No More Missed Calls for Change

Two recent articles in popular news magazines caught my eye this weekend.

The Economist ran a story on climate change dealing with new evidence on global warming. Hopefully this should put to rest the furious debates triggered by the "climategate" scandal couple of years ago. In hindsight, that scandal was probably a good thing, inasmuch as it cleaned up the scientific research on the subject and served to keep climate change researchers honest. Scientists are, after all, human beings, and like all other specimens of our species, equally fallible and equally prone to fudging data to prove their hypotheses. They may not be as dishonest as an aspiring entrepreneur approaching a Venture Capitalist with a sexed-up business plan, but surely, they're prone to a little bit of disingenuousness here and there.
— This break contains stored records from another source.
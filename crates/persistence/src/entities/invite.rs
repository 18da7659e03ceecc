//! Affiliate invite entity (database row mapping).

use chrono::{DateTime, Utc};
use domain::models::invite::{AffiliateInvite, InviteStatus};
use sqlx::FromRow;
use uuid::Uuid;

/// Database enum for invite_status.
#[derive(Debug, Clone, Copy, PartialEq, Eq, sqlx::Type)]
#[sqlx(type_name = "invite_status", rename_all = "SCREAMING_SNAKE_CASE")]
pub enum InviteStatusDb {
    Pending,
    Approved,
    Rejected,
    Expired,
}

impl From<InviteStatusDb> for InviteStatus {
    fn from(db: InviteStatusDb) -> Self {
        match db {
            InviteStatusDb::Pending => InviteStatus::Pending,
            InviteStatusDb::Approved => InviteStatus::Approved,
            InviteStatusDb::Rejected => InviteStatus::Rejected,
            InviteStatusDb::Expired => InviteStatus::Expired,
        }
    }
}

impl From<InviteStatus> for InviteStatusDb {
    fn from(status: InviteStatus) -> Self {
        match status {
            InviteStatus::Pending => InviteStatusDb::Pending,
            InviteStatus::Approved => InviteStatusDb::Approved,
            InviteStatus::Rejected => InviteStatusDb::Rejected,
            InviteStatus::Expired => InviteStatusDb::Expired,
        }
    }
}

/// Database row mapping for the affiliate_invites table.
#[derive(Debug, Clone, FromRow)]
pub struct AffiliateInviteEntity {
    pub id: Uuid,
    pub code: String,
    pub email: String,
    pub name: String,
    pub status: InviteStatusDb,
    pub expires_at: DateTime<Utc>,
    pub superbet_request_id: Option<String>,
    pub affiliate_id: Option<Uuid>,
    pub created_at: DateTime<Utc>,
    pub updated_at: DateTime<Utc>,
}

impl From<AffiliateInviteEntity> for AffiliateInvite {
    fn from(entity: AffiliateInviteEntity) -> Self {
        Self {
            id: entity.id,
            code: entity.code,
            email: entity.email,
            name: entity.name,
            status: entity.status.into(),
            expires_at: entity.expires_at,
            superbet_request_id: entity.superbet_request_id,
            affiliate_id: entity.affiliate_id,
            created_at: entity.created_at,
            updated_at: entity.updated_at,
        }
    }
}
But here's the fresh evidence now, from a squeaky clean team, led by a mild skeptic. Clearly, the "heat is on", to quote The Economist (and the first line from an old song).
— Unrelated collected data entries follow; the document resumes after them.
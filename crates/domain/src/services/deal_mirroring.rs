//! Builds local deals for newly approved affiliates.
//!
//! Superbet's deal endpoint is not versioned and has been seen both wrapped
//! (`{"deal": {...}}`) and flat. Whatever arrives is kept verbatim in the
//! deal description for auditing.

use rust_decimal::Decimal;
use serde_json::Value;
use thiserror::Error;

use crate::models::deal::NewDeal;
use crate::services::deal_resolution::DefaultTerms;

#[derive(Debug, Error, PartialEq, Eq)]
pub enum MirrorError {
    #[error("partner deal is missing {0}")]
    MissingField(&'static str),

    #[error("partner deal has an out-of-range {0}")]
    OutOfRange(&'static str),
}

fn decimal_field(obj: &Value, key: &str) -> Option<Decimal> {
    match obj.get(key)? {
        Value::Number(n) => n.to_string().parse().ok(),
        Value::String(s) => s.trim().parse().ok(),
        _ => None,
    }
}

fn text_field<'a>(obj: &'a Value, key: &str) -> Option<&'a str> {
    obj.get(key)
        .and_then(Value::as_str)
        .map(str::trim)
        .filter(|s| !s.is_empty())
}

/// Turns a Superbet deal payload into a new active deal.
pub fn mirror_partner_deal(payload: &Value, affiliate_name: &str) -> Result<NewDeal, MirrorError> {
    let (terms, name) = match payload.get("deal").filter(|d| d.is_object()) {
        Some(deal) => (deal, text_field(deal, "name")),
        None => (
            payload,
            text_field(payload, "name").or_else(|| text_field(payload, "dealName")),
        ),
    };

    let cpa_value = decimal_field(terms, "cpaValue").ok_or(MirrorError::MissingField("cpaValue"))?;
    let rev_share_percentage = decimal_field(terms, "revSharePercentage")
        .ok_or(MirrorError::MissingField("revSharePercentage"))?;

    if cpa_value.is_sign_negative() && !cpa_value.is_zero() {
        return Err(MirrorError::OutOfRange("cpaValue"));
    }
    if rev_share_percentage < Decimal::ZERO || rev_share_percentage > Decimal::ONE_HUNDRED {
        return Err(MirrorError::OutOfRange("revSharePercentage"));
    }

    let summary = text_field(terms, "description")
        .map(str::to_string)
        .unwrap_or_else(|| format!("Deal mirrored from the Superbet API for {}", affiliate_name));
    let raw = serde_json::to_string_pretty(payload).unwrap_or_else(|_| payload.to_string());

    Ok(NewDeal {
        name: name
            .map(str::to_string)
            .unwrap_or_else(|| format!("Deal {}", affiliate_name)),
        cpa_value,
        rev_share_percentage,
        active: true,
        description: Some(format!(
            "{}\n\nSuperbet API payload:\n```json\n{}\n```",
            summary, raw
        )),
    })
}

/// Personal deal built from the current system defaults.
pub fn default_deal(affiliate_name: &str, defaults: &DefaultTerms) -> NewDeal {
    NewDeal {
        name: format!("Deal {}", affiliate_name),
        cpa_value: defaults.cpa_value,
        rev_share_percentage: defaults.rev_share_percentage,
        active: true,
        description: Some(format!("Deal created automatically for {}", affiliate_name)),
    }
}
The more interesting story was the one in the New Scientist a few days ago. It was about how a group of researchers had analyzed the complex network of relationships between over 43,000 transnational corporations (TNCs) and found that a relatively small number of them (mostly banks) wielded disproportionate power over the global economy. Here's an excerpt:

The work ... revealed a core of 1318 companies with interlocking ownerships. Each of the 1318 had ties to two or more other companies, and on average they were connected to 20. What's more, although they represented 20 per cent of global operating revenues, the 1318 appeared to collectively own through their shares the majority of the world's large blue chip and manufacturing firms - the "real" economy - representing a further 60 per cent of global revenues.

Occupy Wall Street (OWS) protesters would probably say "not surprising, we've known this all along", but now there's some hard evidence. While economists have already noted the increasingly widening gap in the distribution of income in America, and observers have already commented that "much of what investment bankers do is socially worthless", this is the first study that establishes the nexus of global dominance by TNCs including some big Wall Street players. 
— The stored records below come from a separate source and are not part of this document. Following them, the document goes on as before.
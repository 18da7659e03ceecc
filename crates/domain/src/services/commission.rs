//! Commission arithmetic and calendar helpers used by reconciliation.

use chrono::{DateTime, Duration, NaiveDate, Utc};
use rust_decimal::{Decimal, RoundingStrategy};

/// `revenue * percentage / 100`, rounded half away from zero to cents.
///
/// `None` when the product does not fit in a `Decimal`.
pub fn rev_share_commission(revenue: Decimal, percentage: Decimal) -> Option<Decimal> {
    revenue
        .checked_mul(percentage)?
        .checked_div(Decimal::ONE_HUNDRED)
        .map(|c| c.round_dp_with_strategy(2, RoundingStrategy::MidpointAwayFromZero))
}

/// A UTC calendar day as the half-open interval `[start, end)`.
#[derive(Debug, Clone, Copy, PartialEq, Eq)]
pub struct DayWindow {
    pub day: NaiveDate,
    pub start: DateTime<Utc>,
    pub end: DateTime<Utc>,
}

impl DayWindow {
    pub fn for_day(day: NaiveDate) -> Self {
        let start = day.and_time(chrono::NaiveTime::MIN).and_utc();
        Self {
            day,
            start,
            end: start + Duration::days(1),
        }
    }

    pub fn of(instant: DateTime<Utc>) -> Self {
        Self::for_day(instant.date_naive())
    }

    pub fn contains(&self, instant: DateTime<Utc>) -> bool {
        instant >= self.start && instant < self.end
    }
}

/// Parses a partner row date: `YYYY-MM-DD` (midnight UTC) or RFC 3339.
pub fn parse_row_date(raw: &str) -> Option<DateTime<Utc>> {
    let raw = raw.trim();
    if let Some(day) = shared::validation::parse_date(raw) {
        return Some(day.and_time(chrono::NaiveTime::MIN).and_utc());
    }
    DateTime::parse_from_rfc3339(raw)
        .ok()
        .map(|dt| dt.with_timezone(&Utc))
}

/// Rolling sync window ending today: `(today - days, today)`.
pub fn rolling_window(today: NaiveDate, days: u32) -> (NaiveDate, NaiveDate) {
    (today - Duration::days(i64::from(days)), today)
}

pub fn cpa_description(campaign: Option<&str>) -> String {
    format!("CPA - {}", campaign.unwrap_or("N/A"))
}

pub fn rev_share_description(campaign: Option<&str>) -> String {
    format!("Revenue Share - {}", campaign.unwrap_or("N/A"))
}

#[cfg(test)]
mod tests {
    use super::*;
    use chrono::TimeZone;

    #[test]
    fn test_rev_share_commission_quarter_of_thousand() {
        let commission = rev_share_commission(Decimal::from(1000), Decimal::from(25));
        assert_eq!(commission, Some(Decimal::new(25000, 2)));
    }

    #[test]
    fn test_rev_share_commission_rounds_to_cents() {
        // 333.33 * 12.5% = 41.66625
        let commission = rev_share_commission(Decimal::new(33333, 2), Decimal::new(125, 1));
        assert_eq!(commission, Some(Decimal::new(4167, 2)));
    }

    #[test]
    fn test_rev_share_commission_negative_revenue() {
        let commission = rev_share_commission(Decimal::from(-200), Decimal::from(25)).unwrap();
        assert_eq!(commission, Decimal::from(-50));
        assert!(commission <= Decimal::ZERO);
    }

    #[test]
    fn test_rev_share_commission_overflow_is_none() {
        assert_eq!(rev_share_commission(Decimal::MAX, Decimal::from(25)), None);
        assert_eq!(rev_share_commission(Decimal::MIN, Decimal::from(40)), None);
    }

    #[test]
    fn test_day_window() {
        let window = DayWindow::for_day(NaiveDate::from_ymd_opt(2024, 2, 29).unwrap());
        assert_eq!(window.start, Utc.with_ymd_and_hms(2024, 2, 29, 0, 0, 0).unwrap());
        assert_eq!(window.end, Utc.with_ymd_and_hms(2024, 3, 1, 0, 0, 0).unwrap());
        assert!(window.contains(Utc.with_ymd_and_hms(2024, 2, 29, 23, 59, 59).unwrap()));
        assert!(!window.contains(window.end));
    }

    #[test]
    fn test_parse_row_date() {
        assert_eq!(
            parse_row_date("2024-05-02"),
            Some(Utc.with_ymd_and_hms(2024, 5, 2, 0, 0, 0).unwrap())
        );
        assert_eq!(
            parse_row_date("2024-05-02T22:30:00-03:00"),
            Some(Utc.with_ymd_and_hms(2024, 5, 3, 1, 30, 0).unwrap())
        );
        assert_eq!(parse_row_date("yesterday"), None);
    }

    #[test]
    fn test_rolling_window() {
        let today = NaiveDate::from_ymd_opt(2024, 3, 15).unwrap();
        let (start, end) = rolling_window(today, 30);
        assert_eq!(start, NaiveDate::from_ymd_opt(2024, 2, 14).unwrap());
        assert_eq!(end, today);
    }

    #[test]
    fn test_descriptions() {
        assert_eq!(cpa_description(Some("Copa")), "CPA - Copa");
        assert_eq!(rev_share_description(None), "Revenue Share - N/A");
    }
}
Hopefully this should help establish a clearer perspective on the OWS protests, which have been criticized and supported for all the wrong reasons. And that clarity should help us look past the hype and hysteria, to recognize three simple truths at the heart of the pan-American Occupy protests: (a) It's all about fairness, and not really about equality (b) It's all about redefining capitalism, not about rejecting capitalism (and bringing in communism) (c) It's a "primal scream" of anguished masses, that doesn't require a structured manifesto to be morally valid. Dismissing the Occupy protests as a confused incoherent anti-establishment rant by a loose, louche lot of lazy leftist losers who blame the rich for their misery and who have no concrete solutions to offer, while convenient, would be a big mistake - one that may lead to worse consequences.

To any rational person with an open mind, the common thread that resonates in these two stories is the revelation that we are now at an important cusp of history - a point in time when we seriously need to rework our socioeconomic models to foster a kind of prosperity that will enable future generations to flourish. A global prosperity that will enhance rather than erode social and political harmony around the world, and that will maintain rather than destroy the planet's delicate ecological balance.

These are strong calls for change, backed by hard facts. We've been missing these calls in the past, under some pretext or other. But now it's high time the denial and the deception and the dithering stopped. Let's not keep missing these calls till it is too late to give our children a better future.